If you give it more than a half second’s thought, it’s easy to see why John Green is such a phenomenon. He is breaking stereotypes and allowing us to rethink our ideas of “code heroes” and brilliant literary minds. In this day and age where communication occurs in a matter of key strokes and clicks, anything he says or does on the World Wide Web is — true to its name — spread worldwide immediately. He is changing the way we view authors right now, and the generation that is the target audience of his literary masterpieces are so lucky to see it. His novels, becoming classics as we grow up, aren’t all that different from those we study in school now. Of course the writing style has changed, and the topics differ in extremes, but the common themes of life-altering adolescence and the search for infinite indestructibility are present in both The Adventures of Tom Sawyer and Looking for Alaska; they are salient in not only Animal Farm, but The Fault in Our Stars as well.
What do we know of these classic authors, writers like Twain and Orwell and Alcott, Hemingway and Fitzgerald and Harper Lee?
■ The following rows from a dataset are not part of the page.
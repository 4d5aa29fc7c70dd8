//! Wiring of configuration, transport and credential storage.

use std::path::Path;
use std::sync::Arc;

use anyhow::Result;
use posm_application::{AuthenticatedClient, SessionGuard, SurveyApi, WizardSettings};
use posm_core::session::CredentialStore;
use posm_core::transport::Transport;
use posm_infrastructure::{ClientConfig, FileCredentialStore, PosmPaths, ReqwestTransport};

pub struct AppContext {
    pub config: ClientConfig,
    transport: Arc<dyn Transport>,
    credentials: Arc<dyn CredentialStore>,
}

impl AppContext {
    pub fn load(config_dir: Option<&Path>, base_url: Option<String>) -> Result<Self> {
        let paths = PosmPaths::new(config_dir);
        let mut config = ClientConfig::load_with_env(&paths.config_file()?)?;
        if let Some(url) = base_url {
            config.base_url = url;
        }

        let transport = Arc::new(ReqwestTransport::new(config.base_url.clone()));
        let credentials = Arc::new(FileCredentialStore::new(&paths)?);
        Ok(Self {
            config,
            transport,
            credentials,
        })
    }

    pub fn credentials(&self) -> &Arc<dyn CredentialStore> {
        &self.credentials
    }

    pub fn guard(&self) -> SessionGuard {
        SessionGuard::new(self.transport.clone(), self.credentials.clone())
    }

    pub fn client(&self) -> AuthenticatedClient {
        AuthenticatedClient::new(self.transport.clone(), self.credentials.clone())
    }

    pub fn api(&self) -> SurveyApi {
        SurveyApi::new(self.client())
    }

    pub fn wizard_settings(&self) -> WizardSettings {
        WizardSettings {
            debounce: self.config.search_debounce(),
            min_store_query_len: self.config.min_store_query_len,
            min_model_query_len: self.config.min_model_query_len,
        }
    }
}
All we know is all we have been told, what reports made during their lives have traveled through time to reach our education systems and the minds of our youth. What primary sources have we ever seen to tell us Hemingway was really a depressive drunk, first and foremost proud and alone? How do we know and trust that these classic authors, known in totality by near any high school student in the USA, were who we are taught to believe?
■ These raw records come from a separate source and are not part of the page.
use std::path::Path;

use anyhow::{Context, Result};
use posm_application::GuardOutcome;
use posm_core::session::{CredentialStore, Session};

use super::context::AppContext;

pub async fn import(ctx: &AppContext, file: &Path) -> Result<()> {
    let content = tokio::fs::read_to_string(file)
        .await
        .with_context(|| format!("Failed to read {}", file.display()))?;
    let session: Session = serde_json::from_str(&content)
        .with_context(|| format!("{} is not a valid session", file.display()))?;

    ctx.credentials().save(&session).await?;
    println!("Signed in as {}", session.user.username);
    Ok(())
}

pub async fn show(ctx: &AppContext) -> Result<()> {
    match ctx.credentials().load().await? {
        Some(session) => {
            let user = &session.user;
            println!("User:   {}", user.username);
            println!("Role:   {}", user.role);
            println!("Leader: {}", user.leader.as_deref().unwrap_or("-"));
            if !user.assigned_stores.is_empty() {
                println!("Stores: {}", user.assigned_stores.join(", "));
            }
        }
        None => println!("Not signed in"),
    }
    Ok(())
}

pub async fn verify(ctx: &AppContext) -> Result<()> {
    match ctx.guard().check().await? {
        GuardOutcome::Proceed(user) => println!("Session valid for {}", user.username),
        GuardOutcome::RedirectToResults => {
            println!("Admin session: use the survey results view")
        }
        GuardOutcome::RedirectToLogin { reason } => {
            println!("Please log in again ({reason})")
        }
    }
    Ok(())
}

pub async fn logout(ctx: &AppContext) -> Result<()> {
    ctx.client().logout().await?;
    println!("Signed out");
    Ok(())
}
John Green is changing history, you guys. He’s doing it by Tweeting, and running a blog, and making videos with his brother. He’s doing it by playing Chubby Bunny and making venn diagrams, allowing his readers to get to know him while he lives. Other authors do this, but none — in my opinion — like John Green. In one hundred years, our great-grandchildren will be in high school, and I think they’ll be reading his books. His are becoming classics right before our eyes, and in a hundred years, they’re going to be watching the Vlogbrothers in school and saying “this is who this author was,” and I think that’s so important. He’s breaking the stereotype of reclusive, intimidating writers being the only ones with true talent and poignancy, and that is so important. We can laugh all we want at the fact that John Green, absolute literary genius, has Sharpie marker all over his face, but all he’s doing is being a real person. And to the writing world, to this changing world, so newly reliant upon technology, that is so important; John Green is so important.